One observation and critique of myself is the incorporation of hand movements as I read the questions aloud. For example, if the question was “The doctor says a word you do not understand. What do you do?”, I found myself pointing to the side when I read “doctor”, pointing at the student when I read “you”, and shaking my head when I read “do not understand”.
At the time, my movements were done subconsciously. Looking back, they seemed like a natural reaction from the interviewer’s point of view to convey the questions to a English learner in the easiest way possible. In a real life situation out in society, that may have been helpful. However, in hindsight, I wish I had not done that, especially as part of an ESL class. In many ways, I equate the hand gestures to other forms of simplifying or lowering language quality in an attempt to increase comprehension, such as speaking in incomplete sentences (“Going to park today?). I feel that simplifying English in such ways can not only be disrespectful to learners but also harmful in that they are hearing truncated and sometimes grammatically incorrect English. Some alternatives I have thought of to help ESL students with listening skills but also provide reinforcement if needed is to actively repeat, pause, speak slower, or put emphasis on certain words, thus providing support without lowering quality.

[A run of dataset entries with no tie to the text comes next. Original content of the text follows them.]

// src/model/table.rs
use serde::{Deserialize, Serialize};

use super::error::{ModelError, ModelResult};

/// Identity of a table-like source within one cube-building session.
///
/// Fields and expressions point back at their owner through this key rather
/// than holding the table itself. Attaching the same physical table twice
/// requires a caller alias on one of the copies so the keys differ.
#[derive(Debug, Clone, PartialEq, Eq, Hash, Serialize, Deserialize)]
pub struct TableKey {
    pub name: String,
    pub alias: Option<String>,
}

impl TableKey {
    pub fn new(name: &str) -> Self {
        Self {
            name: name.into(),
            alias: None,
        }
    }

    pub fn with_alias(mut self, alias: &str) -> Self {
        self.alias = Some(alias.into());
        self
    }

    /// Same source, comparing names and aliases ASCII case-insensitively.
    pub fn matches(&self, other: &TableKey) -> bool {
        let alias_matches = match (&self.alias, &other.alias) {
            (None, None) => true,
            (Some(a), Some(b)) => a.eq_ignore_ascii_case(b),
            _ => false,
        };
        alias_matches && self.name.eq_ignore_ascii_case(&other.name)
    }

    /// The name a human would use for this source: the alias if set.
    pub fn display_name(&self) -> &str {
        self.alias.as_deref().unwrap_or(&self.name)
    }
}

impl std::fmt::Display for TableKey {
    fn fmt(&self, f: &mut std::fmt::Formatter<'_>) -> std::fmt::Result {
        match &self.alias {
            Some(alias) => write!(f, "{} ({})", self.name, alias),
            None => write!(f, "{}", self.name),
        }
    }
}

/// A column as reported by the metadata resolver.
#[derive(Debug, Clone, PartialEq, Serialize, Deserialize)]
pub struct Column {
    pub name: String,
    /// Declared type, if the backend reports one
    pub data_type: Option<String>,
    pub nullable: bool,
}

impl Column {
    pub fn new(name: &str) -> Self {
        Self {
            name: name.into(),
            data_type: None,
            nullable: true,
        }
    }

    pub fn with_type(mut self, data_type: &str) -> Self {
        self.data_type = Some(data_type.into());
        self
    }

    pub fn not_null(mut self) -> Self {
        self.nullable = false;
        self
    }
}

/// A reference to a named column of a table-like source.
#[derive(Debug, Clone, PartialEq, Eq, Hash, Serialize, Deserialize)]
pub struct Field {
    pub owner: TableKey,
    pub name: String,
}

impl Field {
    pub fn new(owner: TableKey, name: &str) -> Self {
        Self {
            owner,
            name: name.into(),
        }
    }
}

impl std::fmt::Display for Field {
    fn fmt(&self, f: &mut std::fmt::Formatter<'_>) -> std::fmt::Result {
        write!(f, "{}.{}", self.owner.display_name(), self.name)
    }
}

/// A physical table.
///
/// `columns` is `None` until the table has been resolved against a
/// connector. Unresolved tables accept any field name.
#[derive(Debug, Clone, PartialEq, Serialize, Deserialize)]
pub struct Table {
    pub name: String,
    pub alias: Option<String>,
    pub columns: Option<Vec<Column>>,
}

impl Table {
    /// An unresolved table, ready to be handed to a metadata resolver.
    pub fn new(name: &str) -> Self {
        Self {
            name: name.into(),
            alias: None,
            columns: None,
        }
    }

    /// A resolved table with a known column set.
    pub fn with_columns(name: &str, columns: Vec<Column>) -> Self {
        Self {
            name: name.into(),
            alias: None,
            columns: Some(columns),
        }
    }

    /// A copy of this table with a caller alias, for attaching the same
    /// physical table more than once.
    pub fn aliased(&self, alias: &str) -> Self {
        Self {
            alias: Some(alias.into()),
            ..self.clone()
        }
    }

    pub fn key(&self) -> TableKey {
        TableKey {
            name: self.name.clone(),
            alias: self.alias.clone(),
        }
    }

    pub fn is_resolved(&self) -> bool {
        self.columns.is_some()
    }

    /// Look up a field by column name (case-insensitive).
    ///
    /// Returns the canonical column spelling on resolved tables.
    pub fn field(&self, name: &str) -> ModelResult<Field> {
        match &self.columns {
            None => Ok(Field::new(self.key(), name)),
            Some(columns) => columns
                .iter()
                .find(|c| c.name.eq_ignore_ascii_case(name))
                .map(|c| Field::new(self.key(), &c.name))
                .ok_or_else(|| ModelError::FieldNotFound {
                    table: self.key().display_name().to_string(),
                    field: name.to_string(),
                }),
        }
    }

    /// All known fields. Empty for unresolved tables.
    pub fn fields(&self) -> impl Iterator<Item = Field> + '_ {
        let key = self.key();
        self.columns
            .iter()
            .flatten()
            .map(move |c| Field::new(key.clone(), &c.name))
    }

    /// Build a raw SQL expression anchored to this table.
    pub fn expression(&self, raw_sql: impl Into<String>) -> JoinExpression {
        JoinExpression::new(self.key(), raw_sql)
    }
}

/// A literal SQL fragment standing in for a column reference (or, as a join
/// target, for a whole relation).
///
/// The fragment is emitted byte-for-byte. Whatever aliases it mentions must
/// already be in scope at the join step where it is used.
#[derive(Debug, Clone, PartialEq, Eq, Hash, Serialize, Deserialize)]
pub struct JoinExpression {
    pub anchor: TableKey,
    pub raw_sql: String,
}

impl JoinExpression {
    pub fn new(anchor: TableKey, raw_sql: impl Into<String>) -> Self {
        Self {
            anchor,
            raw_sql: raw_sql.into(),
        }
    }
}

/// Either a physical table or a raw SQL fragment.
#[derive(Debug, Clone, PartialEq, Serialize, Deserialize)]
pub enum TableLike {
    Table(Table),
    Expression(JoinExpression),
}

impl TableLike {
    /// `TableLike.newTable(name)`: an unresolved physical table.
    pub fn new_table(name: &str) -> Self {
        TableLike::Table(Table::new(name))
    }

    /// Identity of the source. Expressions are identified by their anchor.
    pub fn key(&self) -> TableKey {
        match self {
            TableLike::Table(t) => t.key(),
            TableLike::Expression(e) => e.anchor.clone(),
        }
    }

    pub fn as_table(&self) -> Option<&Table> {
        match self {
            TableLike::Table(t) => Some(t),
            TableLike::Expression(_) => None,
        }
    }

    /// `filterByName`. Expressions have no columns to look up.
    pub fn field(&self, name: &str) -> ModelResult<Field> {
        match self {
            TableLike::Table(t) => t.field(name),
            TableLike::Expression(e) => Err(ModelError::FieldNotFound {
                table: e.raw_sql.clone(),
                field: name.to_string(),
            }),
        }
    }
}

impl From<Table> for TableLike {
    fn from(table: Table) -> Self {
        TableLike::Table(table)
    }
}

impl From<&Table> for TableLike {
    fn from(table: &Table) -> Self {
        TableLike::Table(table.clone())
    }
}

impl From<JoinExpression> for TableLike {
    fn from(expr: JoinExpression) -> Self {
        TableLike::Expression(expr)
    }
}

I’ve asked myself why I’ve begun to incorporate more hand gestures (even in speaking to native English speakers, it seems) in my conversations. The obvious association is with the current foreign language class I am taking, American Sign Language (ASL)I’m taking the class to fulfill the concurrent non-Indo European language requirement that must be taken with my Second Language Acquisition class. The goal is to reflect upon your second language acquisition experience. For learning sign language, one major change that I believe beginning learners must go through is changing one’s mindset from using words as the main form of communication to using hands and facial expressions. Though I’m not making the formal ASL movements while I am speaking to the ESL students in SHINE, I do find myself often using hand and facial gestures as a way of communicating with them. While this is not always a bad thing, I do believe that English learners, especially intermediate level learners, will get the most out of an interaction with native speakers when challenged to listening to English without non-verbal cues.